▶ **ABOUT THIS TASK**
For the listing below, give the number of lines in which "better" occurs. Add nothing.

%%

// SPDX-License-Identifier: MPL-2.0
// This Source Code Form is subject to the terms of the Mozilla Public
// License, v. 2.0. If a copy of the MPL was not distributed with this
// file, You can obtain one at https://mozilla.org/MPL/2.0/.

//! Hardware address of a discovered device.

use std::fmt;

use serde::Serialize;

/// A 6-byte MAC address.
///
/// # Examples
///
/// ```
/// use netio230a::types::MacAddr;
///
/// let mac = MacAddr::new([0x00, 0x50, 0xC2, 0x8B, 0x12, 0x34]);
/// assert_eq!(mac.to_string(), "00:50:c2:8b:12:34");
/// ```
#[derive(Debug, Clone, Copy, PartialEq, Eq, Hash, Serialize)]
pub struct MacAddr([u8; 6]);

impl MacAddr {
    /// Creates a MAC address from its raw bytes.
    #[must_use]
    pub fn new(octets: [u8; 6]) -> Self {
        Self(octets)
    }

    /// Returns the raw bytes.
    #[must_use]
    pub fn octets(&self) -> [u8; 6] {
        self.0
    }
}

impl fmt::Display for MacAddr {
    fn fmt(&self, f: &mut fmt::Formatter<'_>) -> fmt::Result {
        let [a, b, c, d, e, g] = self.0;
        write!(f, "{a:02x}:{b:02x}:{c:02x}:{d:02x}:{e:02x}:{g:02x}")
    }
}

impl From<[u8; 6]> for MacAddr {
    fn from(octets: [u8; 6]) -> Self {
        Self(octets)
    }
}
//! Offline generation of opening books
//!
//! Every position reachable within the book depth is solved, deepest
//! positions first, so that the searches of shallower positions can already
//! stop at the entries found for deeper ones.

use anyhow::{bail, Result};
use indicatif::{HumanDuration, ProgressBar, ProgressStyle};
use log::{info, warn};
use rayon::prelude::*;

use std::collections::HashSet;
use std::sync::Arc;
use std::time::Instant;

use crate::{
    next_prime, opening_book::OpeningBook, position::Position, solver::Solver, WIDTH,
};

/// Parameters of a generated opening book
#[derive(Clone, Debug)]
pub struct BookOptions {
    /// Position the book is built from, usually the empty board
    pub root: Position,
    /// Maximum number of moves of the stored positions
    pub depth: u8,
    /// Bytes of each key kept to check entries (1, 2 or 4)
    pub partial_key_bytes: u8,
    /// Base 2 log of the number of book entries
    pub log_size: u8,
    /// Base 2 log of the transposition table size of each worker
    pub table_log_size: u32,
}

impl Default for BookOptions {
    fn default() -> Self {
        Self {
            root: Position::new(),
            depth: 8,
            partial_key_bytes: 2,
            log_size: 23,
            table_log_size: 22,
        }
    }
}

/// Whether every pair of distinct positions within the book depth is told
/// apart by its slot and partial key
///
/// Keys below `size * 2^(8 * partial_key_bytes)` are unambiguous since the
/// size is prime, and base 3 keys have at most `depth + WIDTH - 1` digits.
pub fn keys_are_unambiguous(depth: u8, partial_key_bytes: u8, log_size: u8) -> bool {
    let max_key = 3u128.checked_pow(depth as u32 + WIDTH as u32 - 1);
    let capacity = (next_prime(1 << log_size) as u128) << (8 * partial_key_bytes as u32);
    match max_key {
        Some(max_key) => max_key <= capacity,
        None => false,
    }
}

/// Collects the positions reachable from `root` with at most `depth` moves,
/// grouped by number of moves
///
/// Games that are already won are not continued, and positions where the
/// player to move can win immediately are left out since the solver never
/// looks them up. Mirror images are only kept once.
pub fn collect_positions(root: Position, depth: usize) -> Vec<Vec<Position>> {
    let mut layers = vec![Vec::new(); depth + 1];
    if root.num_moves() > depth {
        return layers;
    }
    let mut seen = HashSet::new();
    let mut stack = vec![root];
    seen.insert(root.key3());

    while let Some(position) = stack.pop() {
        if !position.can_win_next() {
            layers[position.num_moves()].push(position);
        }
        if position.num_moves() == depth {
            continue;
        }
        for column in 0..WIDTH {
            if !position.can_play(column) || position.is_winning_move(column) {
                continue;
            }
            let mut next = position;
            next.play_col(column);
            if seen.insert(next.key3()) {
                stack.push(next);
            }
        }
    }
    layers
}

/// Builds an opening book by solving every position within its depth
pub fn build(options: &BookOptions) -> Result<OpeningBook> {
    let start = Instant::now();
    let depth = options.depth as usize;
    if options.root.num_moves() > depth {
        bail!(
            "root position has {} moves, more than the book depth of {}",
            options.root.num_moves(),
            depth
        );
    }
    let mut book = Arc::new(OpeningBook::new(
        options.depth,
        options.partial_key_bytes,
        options.log_size,
    )?);
    if !keys_are_unambiguous(options.depth, options.partial_key_bytes, options.log_size) {
        warn!(
            "partial keys of {} bytes in 2^{} entries can confuse positions of depth {}",
            options.partial_key_bytes, options.log_size, options.depth
        );
    }

    let layers = collect_positions(options.root, depth);
    let total = layers.iter().map(Vec::len).sum::<usize>();
    info!("found {} positions up to depth {}", total, depth);

    let progress = ProgressBar::new(total as u64);
    progress.set_style(
        ProgressStyle::default_bar()
            .template("Solving positions: {bar:40.cyan/blue} {pos}/{len} {msg} ~{eta} remaining")
            .progress_chars("█▓▒░  "),
    );

    for (num_moves, layer) in layers.iter().enumerate().rev() {
        if layer.is_empty() {
            continue;
        }
        progress.set_message(&format!("(depth {})", num_moves));
        let scores = solve_layer(layer, &book, options.table_log_size, &progress);

        // the workers are done with the shared book, so this does not copy it
        let writable = Arc::make_mut(&mut book);
        for (position, score) in scores {
            writable.insert(&position, score);
        }
    }
    progress.finish();

    info!(
        "opening book generation completed in {}",
        HumanDuration(Instant::now() - start)
    );
    Ok(Arc::try_unwrap(book).unwrap_or_else(|shared| (*shared).clone()))
}

// solves a layer in parallel, each chunk with its own transposition table
fn solve_layer(
    layer: &[Position],
    book: &Arc<OpeningBook>,
    table_log_size: u32,
    progress: &ProgressBar,
) -> Vec<(Position, i32)> {
    let chunk_size = (layer.len() / (4 * rayon::current_num_threads())).max(1);
    layer
        .par_chunks(chunk_size)
        .flat_map_iter(|chunk| {
            let mut solver =
                Solver::with_table_log_size(table_log_size).with_opening_book(book.clone());
            chunk
                .iter()
                .map(|position| {
                    let score = solver.solve(position, false);
                    progress.inc(1);
                    (*position, score)
                })
                .collect::<Vec<_>>()
        })
        .collect()
}

#[cfg(test)]
mod tests {
    use super::*;

    const ROOT: &str = "4137661616442557672363435172";

    #[test]
    fn collects_unique_positions_by_depth() {
        let layers = collect_positions(Position::new(), 2);
        assert_eq!(layers.len(), 3);
        assert_eq!(layers[0].len(), 1);
        // 7 first moves, only 4 up to symmetry
        assert_eq!(layers[1].len(), 4);
        // 49 two move games, 25 up to symmetry
        assert_eq!(layers[2].len(), 25);
    }

    #[test]
    fn skips_positions_with_immediate_wins() {
        let root = Position::from_moves("112233").unwrap();
        let layers = collect_positions(root, 6);
        assert!(layers[6].is_empty());
    }

    #[test]
    fn checks_key_ambiguity() {
        assert!(keys_are_unambiguous(8, 1, 23));
        assert!(keys_are_unambiguous(14, 2, 23));
        assert!(!keys_are_unambiguous(30, 1, 10));
    }

    #[test]
    fn rejects_roots_deeper_than_the_book() {
        let options = BookOptions {
            root: Position::from_moves(ROOT).unwrap(),
            depth: 10,
            ..BookOptions::default()
        };
        assert!(build(&options).is_err());
    }

    #[test]
    fn built_book_matches_search() -> Result<()> {
        let root = Position::from_moves(ROOT)?;
        let options = BookOptions {
            root,
            depth: root.num_moves() as u8 + 3,
            partial_key_bytes: 4,
            log_size: 12,
            table_log_size: 12,
        };
        let book = Arc::new(build(&options)?);
        assert_eq!(book.get(&root) as i32 + crate::MIN_SCORE - 1, -5);

        let mut plain = Solver::with_table_log_size(12);
        for layer in collect_positions(root, options.depth as usize) {
            for position in layer {
                let value = book.get(&position);
                assert_ne!(value, 0);
                assert_eq!(
                    value as i32 + crate::MIN_SCORE - 1,
                    plain.solve(&position, false)
                );
            }
        }

        let mut with_book = Solver::with_table_log_size(12).with_opening_book(book);
        assert_eq!(with_book.solve(&root, false), -5);
        assert_eq!(with_book.analyze(&root, false), plain.analyze(&root, false));
        Ok(())
    }
}
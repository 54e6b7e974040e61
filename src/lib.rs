//! An exact solver for the board game 'Connect 4'
//!
//! The solver scores any reachable position under perfect play by both
//! sides, using an alpha-beta negamax search over a bitboard, a
//! transposition table and an optional opening book.
//!
//! # Basic Usage
//!
//! ```
//! use connect4_solver::{position::Position, solver::Solver};
//!
//!# use std::error::Error;
//!# fn main() -> Result<(), Box<dyn Error>> {
//! let mut solver = Solver::with_table_log_size(16);
//! let position = Position::from_moves("112233")?;
//!
//! // the first player wins immediately by playing column 4
//! assert_eq!(solver.solve(&position, false), 18);
//! assert!(position.is_winning_move(3));
//!# Ok(())
//!# }
//! ```

use static_assertions::*;
pub use anyhow;

pub mod position;

pub mod move_sorter;

pub mod transposition_table;

pub mod opening_book;

pub mod solver;

pub mod book_builder;


/// The width of the game board in tiles
pub const WIDTH: usize = 7;

/// The height of the game board in tiles
pub const HEIGHT: usize = 6;

/// Base 2 log of the default transposition table size
pub const TABLE_LOG_SIZE: u32 = 24;

/// Default opening book file name
pub const BOOK_PATH: &str = "7x6.book";

/// The minimum possible score of a position
pub const MIN_SCORE: i32 = -((WIDTH * HEIGHT) as i32) / 2 + 3;

/// The maximum possible score of a position
pub const MAX_SCORE: i32 = ((WIDTH * HEIGHT) as i32 + 1) / 2 - 3;

// ensure that the given dimensions fit in a u64 for the bitboard representation
const_assert!(WIDTH * (HEIGHT + 1) <= 64);
// the move sorter and column indices are stored in small arrays
const_assert!(WIDTH < 10);
// encoded transposition table bounds must fit in a byte
const_assert!(2 * MAX_SCORE - 2 * MIN_SCORE + 2 < 256);

/// Returns the smallest prime greater than or equal to `n`
///
/// Table sizes are prime so they are coprime with any power of two, which
/// keeps truncated keys unambiguous for the key ranges in use.
pub const fn next_prime(n: u64) -> u64 {
    if n <= 2 {
        return 2;
    }
    let mut candidate = if n % 2 == 0 { n + 1 } else { n };
    loop {
        let mut divisor = 3;
        let mut prime = true;
        while divisor * divisor <= candidate {
            if candidate % divisor == 0 {
                prime = false;
                break;
            }
            divisor += 2;
        }
        if prime {
            return candidate;
        }
        candidate += 2;
    }
}
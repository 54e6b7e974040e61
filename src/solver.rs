//! An agent to solve the game of Connect 4

use log::{debug, trace, warn};

use std::path::Path;
use std::sync::Arc;

use crate::{
    move_sorter::MoveSorter,
    opening_book::{BookError, OpeningBook},
    position::Position,
    transposition_table::TranspositionTable,
    HEIGHT, MAX_SCORE, MIN_SCORE, WIDTH,
};

/// Score reported by [`Solver::analyze`] for columns that cannot be played
pub const INVALID_MOVE: i32 = -1000;

const CELLS: i32 = (WIDTH * HEIGHT) as i32;

/// Returns the columns ordered from the middle outwards, as the middle
/// columns are often better moves
pub const fn column_order() -> [usize; WIDTH] {
    let mut column_order = [0; WIDTH];
    let mut i = 0;
    while i < WIDTH {
        column_order[i] = (WIDTH / 2) + (i % 2) * (i / 2 + 1) - (1 - i % 2) * (i / 2);
        i += 1;
    }
    column_order
}

const COLUMN_ORDER: [usize; WIDTH] = column_order();

// score of a position won by the current player with their next tile
fn immediate_win_score(position: &Position) -> i32 {
    (CELLS + 1 - position.num_moves() as i32) / 2
}

/// An agent to solve Connect 4 positions
///
/// # Notes
/// This agent uses a classical game tree search with various optimisations to
/// find the mathematically best move(s) in any position, thus 'solving' the game
///
/// # Position Scoring
/// A position is scored from the point of view of the player to move, by how
/// early a forced win comes. Winning with your last possible tile (the 21st
/// tile on a 7x6 board) scores 1, winning one tile earlier scores 2, and so on
/// up to 18 for a win with your 4th tile. Losses score the negated value of
/// the opponent's win and a drawn position scores 0.
///
/// A weak solve only tells wins, draws and losses apart, scoring them
/// 1, 0 and -1.
pub struct Solver {
    /// The number of nodes searched by this `Solver` so far (for diagnostics only)
    pub node_count: usize,
    transposition_table: TranspositionTable,
    opening_book: Option<Arc<OpeningBook>>,
}

impl Solver {
    /// Creates a new `Solver` with a default sized transposition table
    pub fn new() -> Self {
        Self::with_transposition_table(TranspositionTable::new())
    }

    /// Creates a new `Solver` with a transposition table of
    /// `next_prime(2^log_size)` entries
    pub fn with_table_log_size(log_size: u32) -> Self {
        Self::with_transposition_table(TranspositionTable::with_log_size(log_size))
    }

    /// Creates a new `Solver` with a given transposition table
    pub fn with_transposition_table(transposition_table: TranspositionTable) -> Self {
        Self {
            node_count: 0,
            transposition_table,
            opening_book: None,
        }
    }

    /// Adds an opening book to an existing `Solver`
    pub fn with_opening_book(mut self, opening_book: Arc<OpeningBook>) -> Self {
        self.opening_book = Some(opening_book);
        self
    }

    /// Loads an opening book from a file
    ///
    /// On failure the solver keeps working without any opening book.
    pub fn load_book<P: AsRef<Path>>(&mut self, path: P) -> Result<(), BookError> {
        match OpeningBook::load(path.as_ref()) {
            Ok(book) => {
                self.opening_book = Some(Arc::new(book));
                Ok(())
            }
            Err(err) => {
                warn!(
                    "could not load opening book {}: {}",
                    path.as_ref().display(),
                    err
                );
                self.opening_book = None;
                Err(err)
            }
        }
    }

    pub fn opening_book(&self) -> Option<&OpeningBook> {
        self.opening_book.as_deref()
    }

    /// Clears the node counter and the transposition table
    pub fn reset(&mut self) {
        self.node_count = 0;
        self.transposition_table.reset();
    }

    /// Performs game tree search
    ///
    /// The position must not have an immediately winning move and
    /// `alpha < beta`. Returns the score of the position (see [Position Scoring])
    /// if it lies within the window, otherwise a bound on the side of the
    /// window the score is on:
    /// - if the score is <= alpha, then score <= returned value <= alpha
    /// - if the score is >= beta, then beta <= returned value <= score
    ///
    /// [Position Scoring]: #position-scoring
    fn negamax(&mut self, position: &Position, mut alpha: i32, mut beta: i32) -> i32 {
        debug_assert!(alpha < beta);
        debug_assert!(!position.can_win_next());

        self.node_count += 1;
        let num_moves = position.num_moves() as i32;

        // look for moves that don't give the opponent a next turn win
        let non_losing_moves = position.possible_non_losing_moves();
        if non_losing_moves == 0 {
            return -(CELLS - num_moves) / 2;
        }

        // check for draw, neither player can win with the last two tiles
        if num_moves >= CELLS - 2 {
            return 0;
        }

        // lower bound of score, as the opponent cannot win next move
        let min = -(CELLS - 2 - num_moves) / 2;
        if alpha < min {
            alpha = min;
            if alpha >= beta {
                return alpha;
            }
        }

        // upper bound of score, as we cannot win immediately
        let max = (CELLS - 1 - num_moves) / 2;
        if beta > max {
            beta = max;
            if alpha >= beta {
                return beta;
            }
        }

        // try to fetch the upper/lower bound of the score from the transposition table
        let key = position.key();
        let value = self.transposition_table.get(key) as i32;
        if value != 0 {
            // check if lower bound
            if value > MAX_SCORE - MIN_SCORE + 1 {
                let min = value + 2 * MIN_SCORE - MAX_SCORE - 2;
                if alpha < min {
                    alpha = min;
                    if alpha >= beta {
                        // prune the exploration
                        return alpha;
                    }
                }
            // else upper bound
            } else {
                let max = value + MIN_SCORE - 1;
                if beta > max {
                    beta = max;
                    if alpha >= beta {
                        // prune the exploration
                        return beta;
                    }
                }
            }
        }

        if let Some(book) = &self.opening_book {
            let value = book.get(position);
            if value != 0 {
                return value as i32 + MIN_SCORE - 1;
            }
        }

        let mut moves = MoveSorter::new();
        // reversing move order to put edges first reduces the amount of sorting
        // as these moves are worse on average
        for &column in COLUMN_ORDER.iter().rev() {
            let candidate = non_losing_moves & Position::column_mask(column);
            if candidate != 0 {
                moves.add(candidate, position.move_score(candidate));
            }
        }

        // search the next level of the tree
        for candidate in moves {
            let mut next = *position;
            next.play(candidate);
            // the search window is flipped for the other player
            let score = -self.negamax(&next, -beta, -alpha);
            // if a child node's score is better than beta, we can prune the tree
            // here because a perfect opponent will not pick this branch
            if score >= beta {
                // save a lower bound of the score
                self.transposition_table
                    .put(key, (score + MAX_SCORE - 2 * MIN_SCORE + 2) as u8);
                return score;
            }
            if score > alpha {
                alpha = score;
            }
        }

        // save an upper bound, offset by one to keep 0 for empty entries
        self.transposition_table
            .put(key, (alpha - MIN_SCORE + 1) as u8);
        alpha
    }

    /// Calculates the score of a position (see [Position Scoring])
    ///
    /// With `weak` set, only the sign of the score is computed and the
    /// result is -1, 0 or 1.
    ///
    /// [Position Scoring]: #position-scoring
    pub fn solve(&mut self, position: &Position, weak: bool) -> i32 {
        // the search assumes the current player cannot win right away
        if position.can_win_next() {
            let score = immediate_win_score(position);
            return if weak { score.signum() } else { score };
        }

        let num_moves = position.num_moves() as i32;
        let (mut min, mut max) = if weak {
            (-1, 1)
        } else {
            (-(CELLS - num_moves) / 2, (CELLS + 1 - num_moves) / 2)
        };
        let start_nodes = self.node_count;

        // iteratively narrow the search window
        while min < max {
            let mut mid = min + (max - min) / 2;
            // tweak the search value for both negative and positive searches
            if mid <= 0 && min / 2 < mid {
                mid = min / 2
            } else if mid >= 0 && max / 2 > mid {
                mid = max / 2
            }
            trace!("search window [{}, {}], probing {}", min, max, mid);

            // use a null-window to determine if the actual score is greater or less that mid
            let r = self.negamax(position, mid, mid + 1);

            // r is not necessarily the exact true score, but its value indicates
            // whether the true score is above or below the search target
            if r <= mid {
                max = r
            } else {
                min = r;
            }
        }

        debug!(
            "solved position after {} moves: score {}, {} nodes",
            num_moves,
            min,
            self.node_count - start_nodes
        );
        if weak {
            min.signum()
        } else {
            min
        }
    }

    /// Calculates the score of playing each column of a position
    ///
    /// Columns that cannot be played score [`INVALID_MOVE`].
    pub fn analyze(&mut self, position: &Position, weak: bool) -> [i32; WIDTH] {
        let mut scores = [INVALID_MOVE; WIDTH];
        for (column, score) in scores.iter_mut().enumerate() {
            if !position.can_play(column) {
                continue;
            }
            *score = if position.is_winning_move(column) {
                let win = immediate_win_score(position);
                if weak {
                    win.signum()
                } else {
                    win
                }
            } else {
                let mut next = *position;
                next.play_col(column);
                -self.solve(&next, weak)
            };
        }
        scores
    }

    /// Returns the best column to play and its score, or `None` if the
    /// board is full
    pub fn best_move(&mut self, position: &Position) -> Option<(usize, i32)> {
        let scores = self.analyze(position, false);
        // prefer central columns between equal scores
        COLUMN_ORDER
            .iter()
            .filter(|&&column| scores[column] != INVALID_MOVE)
            .map(|&column| (column, scores[column]))
            .fold(None, |best, (column, score)| match best {
                Some((_, best_score)) if best_score >= score => best,
                _ => Some((column, score)),
            })
    }
}

impl Default for Solver {
    fn default() -> Self {
        Self::new()
    }
}

#[cfg(test)]
mod tests {
    use super::*;

    #[test]
    fn columns_are_explored_from_the_centre() {
        assert_eq!(column_order(), [3, 4, 2, 5, 1, 6, 0]);
    }

    #[test]
    fn score_limits_match_board_size() {
        assert_eq!(MIN_SCORE, -18);
        assert_eq!(MAX_SCORE, 18);
    }

    #[test]
    fn immediate_wins_score_the_maximum() {
        let mut solver = Solver::with_table_log_size(12);
        let position = Position::from_moves("112233").unwrap();
        assert_eq!(solver.solve(&position, false), MAX_SCORE);
        assert_eq!(solver.solve(&position, true), 1);
        // no search was needed
        assert_eq!(solver.node_count, 0);
    }

    #[test]
    fn full_board_is_a_draw() {
        let mut solver = Solver::with_table_log_size(12);
        let position = Position::from_moves("242222246341543663717511153741653355766774").unwrap();
        assert_eq!(position.num_moves(), WIDTH * HEIGHT);
        assert_eq!(solver.solve(&position, false), 0);
        assert_eq!(solver.solve(&position, true), 0);
        assert_eq!(solver.analyze(&position, false), [INVALID_MOVE; WIDTH]);
        assert_eq!(solver.best_move(&position), None);
    }

    #[test]
    fn forced_losses_are_detected() {
        // the second player faces an open three on the bottom row
        let mut solver = Solver::with_table_log_size(12);
        let position = Position::from_moves("22334").unwrap();
        // the first player wins with their 4th tile
        assert_eq!(solver.solve(&position, false), -MAX_SCORE);
        assert_eq!(solver.solve(&position, true), -1);
    }

    #[test]
    fn best_move_picks_the_highest_score() {
        let mut solver = Solver::with_table_log_size(12);
        let position = Position::from_moves("3724113431231131425622266").unwrap();
        assert_eq!(solver.best_move(&position), Some((3, 7)));
    }

    #[test]
    fn reset_clears_node_count() {
        let mut solver = Solver::with_table_log_size(12);
        let position = Position::from_moves("767461234367367216342632732271").unwrap();
        assert_eq!(solver.solve(&position, false), 4);
        assert!(solver.node_count > 0);
        solver.reset();
        assert_eq!(solver.node_count, 0);
        assert_eq!(solver.solve(&position, false), 4);
    }

    #[test]
    fn missing_book_falls_back_to_search() {
        let mut solver = Solver::with_table_log_size(12);
        assert!(solver.load_book("this/book/does/not/exist.book").is_err());
        assert!(solver.opening_book().is_none());
        let position = Position::from_moves("767461234367367216342632732271").unwrap();
        assert_eq!(solver.solve(&position, false), 4);
    }
}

%%

▶ **RESULT**
2